Standard Chartered Bank contributed S$160,000 to the project, and Samsui Supplies will tap into its food and beverage (F&B) experience to train this group of people. The kitchen in Enabling Village is equipped with facilities that mirror industrial kitchens in a commercial setting, and the equipment and processes have been adapted to meet the needs of the users.
The group will be given training and placed in jobs offered by a partner network of F&B operators, which include Soup Restaurant.
Patrick Lee, CEO of Standard Chartered Bank Singapore, said: "We had known Samsui Supplies back in 2015, and met again at NVPC Company of Good Fellowship and found ways to leverage our resources and strengths for the community. As with all modern societies, issues of inequality and an ageing population are real, and there are many ways to address this . . . In the context of Project Through-Train, it is about setting PWDs up for success and creating employment."
Mr Lee added that five out of every 100 PWDs are employed in Singapore; and with the country's ageing population and manpower shortage, this group of people could be a source of untapped manpower for our economy.
Ang Kian Peng, director of Samsui Supplies, concurred, adding: "We see potential in the PWD segment with the right training. They are a valuable source of labour that the companies can develop . . . It takes a village to create an ecosystem of having a suitable talent pipeline, supporting them through the training process, and transiting them into a new job environment."

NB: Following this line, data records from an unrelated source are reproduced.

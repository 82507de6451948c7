//! SCSI bus enumerator
//!
//! Walks controller indices `0, 1, 2, ...` until one cannot be opened, builds
//! the bus/channel/device nodes for each endpoint, then attributes driver
//! names and host descriptions from `/proc/scsi`.

use super::identity::DeviceMap;
use super::inquiry;
use super::media::{MediaProbe, NoMediaProbe};
use super::peripheral::{self, MediaKind};
use super::transport::{ControlEndpoint, EndpointOpener};
use super::{host_logical_name, ScsiAddress};
use crate::tree::{DeviceNode, DeviceTree, HwClass, NodeId};
use serde::Serialize;
use std::fs;
use std::path::{Path, PathBuf};
use tracing::{debug, info, warn};
use walkdir::WalkDir;

/// Upper bound on controller indices tried in one scan
pub const DEFAULT_MAX_CONTROLLERS: u32 = 256;

/// What one SCSI scan did
#[derive(Debug, Clone, Default, PartialEq, Eq, Serialize)]
pub struct ScsiScanSummary {
    /// Endpoints that could be opened
    pub endpoints: u32,
    /// Device nodes attached to the tree
    pub devices: u32,
    /// Endpoints that did not answer the identity query
    pub skipped: u32,
    /// Devices attached without identify data
    pub failed_subprobes: u32,
    /// Whether the `/proc/scsi` host pass ran to completion
    pub host_pass: bool,
}

/// SCSI generic bus probe
pub struct ScsiProbe<O: EndpointOpener> {
    opener: O,
    proc_scsi_dir: PathBuf,
    max_controllers: u32,
    media: Box<dyn MediaProbe>,
}

impl<O: EndpointOpener> ScsiProbe<O> {
    pub fn new(opener: O) -> Self {
        Self {
            opener,
            proc_scsi_dir: PathBuf::from("/proc/scsi"),
            max_controllers: DEFAULT_MAX_CONTROLLERS,
            media: Box::new(NoMediaProbe),
        }
    }

    pub fn with_proc_dir(mut self, dir: impl Into<PathBuf>) -> Self {
        self.proc_scsi_dir = dir.into();
        self
    }

    pub fn with_media(mut self, media: Box<dyn MediaProbe>) -> Self {
        self.media = media;
        self
    }

    pub fn with_max_controllers(mut self, max: u32) -> Self {
        self.max_controllers = max;
        self
    }

    /// Enumerate every controller and attach what was found below `root`.
    ///
    /// Never fails: an index that cannot be opened ends the walk, every
    /// other problem is confined to the unit it happened on.
    pub fn scan(&self, tree: &mut DeviceTree, root: NodeId, devices: &DeviceMap) -> ScsiScanSummary {
        let mut summary = ScsiScanSummary::default();

        for index in 0..self.max_controllers {
            let mut endpoint = match self.opener.open(index) {
                Ok(endpoint) => endpoint,
                Err(e) => {
                    debug!("Stopping SCSI walk at index {}: {}", index, e);
                    break;
                }
            };
            summary.endpoints += 1;
            self.scan_endpoint(tree, root, devices, &mut endpoint, &mut summary);
        }

        summary.host_pass = scan_hosts(tree, root, &self.proc_scsi_dir);

        info!(
            "SCSI scan: {} endpoints, {} devices, {} skipped, {} without identify data",
            summary.endpoints, summary.devices, summary.skipped, summary.failed_subprobes
        );
        summary
    }

    fn scan_endpoint(
        &self,
        tree: &mut DeviceTree,
        root: NodeId,
        devices: &DeviceMap,
        endpoint: &mut O::Endpoint,
        summary: &mut ScsiScanSummary,
    ) {
        let id = match endpoint.scsi_id() {
            Ok(id) => id,
            Err(e) => {
                debug!("{}: no SCSI identity, skipping: {}", endpoint.path(), e);
                summary.skipped += 1;
                return;
            }
        };

        let host_name = host_logical_name(id.host);
        let parent = endpoint
            .platform_slot()
            .and_then(|slot| tree.find_by_handle(root, &format!("PCI:{}", slot)))
            .or_else(|| tree.find_by_logical_name(root, &host_name))
            .unwrap_or_else(|| tree.add_child(root, DeviceNode::new("scsi", HwClass::Bus)));

        let bus = tree.node_mut(parent);
        bus.set_logical_name(&host_name);
        bus.claim();
        if id.emulated {
            bus.add_capability("emulated");
        }

        let channel_handle = ScsiAddress::channel(id.host, id.channel).to_string();
        let channel = tree
            .find_by_handle(parent, &channel_handle)
            .unwrap_or_else(|| tree.add_child(parent, DeviceNode::new("channel", HwClass::Storage)));

        let channel_node = tree.node_mut(channel);
        channel_node.set_description(format!("Channel {}", id.channel));
        channel_node.set_handle(&channel_handle);
        channel_node.claim();

        let kind = peripheral::lookup(id.peripheral_type);
        let mut device = kind.new_node();
        device.set_handle(id.address().to_string());

        if !devices.reconcile(&mut device) {
            debug!("{}: no device path known for {}", endpoint.path(), id.address());
        }

        if let Err(e) = inquiry::enrich(endpoint, &mut device) {
            warn!("{}: identify failed: {}", endpoint.path(), e);
            summary.failed_subprobes += 1;
        }

        match kind.media {
            MediaKind::Optical => self.media.scan_cdrom(&mut device),
            MediaKind::Disk => self.media.scan_disk(&mut device),
            MediaKind::None => {}
        }

        let existing = tree
            .children(channel)
            .iter()
            .copied()
            .find(|child| tree.node(*child).handle() == device.handle());
        let attached = match existing {
            Some(node) => {
                tree.replace(node, device);
                node
            }
            None => tree.add_child(channel, device),
        };
        summary.devices += 1;
        debug!("{}: attached {}", endpoint.path(), tree.path_of(attached));
    }
}

/// Leading decimal digits of a directory entry name
fn parse_host_number(name: &str) -> Option<u32> {
    let digits: String = name.chars().take_while(|c| c.is_ascii_digit()).collect();
    digits.parse().ok()
}

fn subdirectories(dir: &Path) -> Vec<(String, PathBuf)> {
    WalkDir::new(dir)
        .min_depth(1)
        .max_depth(1)
        .sort_by_file_name()
        .into_iter()
        .filter_map(|entry| entry.ok())
        .filter(|entry| entry.file_type().is_dir())
        .filter_map(|entry| {
            let name = entry.file_name().to_str()?.to_string();
            (!name.starts_with('.')).then(|| (name, entry.into_path()))
        })
        .collect()
}

/// Attribute driver names and host descriptions to bus nodes.
///
/// Every numeric entry `n` in `<proc_scsi_dir>/<driver>/` sets
/// `driver=<driver>` on the bus node named `scsi<n>`. Line `i` of
/// `<proc_scsi_dir>/sg/host_strs` describes `scsi<i>` unless that node
/// already has a product or description. Returns false when either source
/// is unavailable.
pub fn scan_hosts(tree: &mut DeviceTree, root: NodeId, proc_scsi_dir: &Path) -> bool {
    if !proc_scsi_dir.is_dir() {
        debug!("{} not present, skipping host pass", proc_scsi_dir.display());
        return false;
    }

    for (driver, dir) in subdirectories(proc_scsi_dir) {
        let entries = WalkDir::new(&dir)
            .min_depth(1)
            .max_depth(1)
            .sort_by_file_name()
            .into_iter()
            .filter_map(|entry| entry.ok());

        for entry in entries {
            let Some(host) = entry.file_name().to_str().and_then(parse_host_number) else {
                continue;
            };
            if let Some(bus) = tree.find_by_logical_name(root, &host_logical_name(host)) {
                debug!("scsi{} is driven by {}", host, driver);
                tree.node_mut(bus).set_config("driver", &driver);
            }
        }
    }

    let host_strs = proc_scsi_dir.join("sg").join("host_strs");
    let content = match fs::read_to_string(&host_strs) {
        Ok(content) => content,
        Err(e) => {
            debug!("Cannot read {}: {}", host_strs.display(), e);
            return false;
        }
    };

    for (index, line) in content.lines().enumerate() {
        let Some(bus) = tree.find_by_logical_name(root, &host_logical_name(index as u32)) else {
            continue;
        };
        let node = tree.node_mut(bus);
        if node.product().is_none() && node.description().is_none() {
            node.set_description(line);
        }
    }

    true
}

More support, such as on-site counselling, will be provided with the aim of increasing the success rate of training completion.
Chairman of NVPC Mildred Tan said: "As organisations strive to meet their business goals and objectives and be profitable, they must not overlook the need to balance doing well with doing good. Rather than regard corporate philanthropy as citizenship, businesses should instead embrace corporate social responsibility and employ these initiatives throughout the firm's operations."
Mr Heng said: "This new initiative will train persons with disabilities for jobs in the F&B sector . . . There is certainly room for our companies to do much more. Based on the 2017 NVPC Corporate Giving Survey, only 52 per cent of companies are involved in corporate giving. But I am heartened to know that another 31 per cent said that they are keen to start. This is a good sign."
He added: "Company of Good is an example of how we can build our future Singapore together."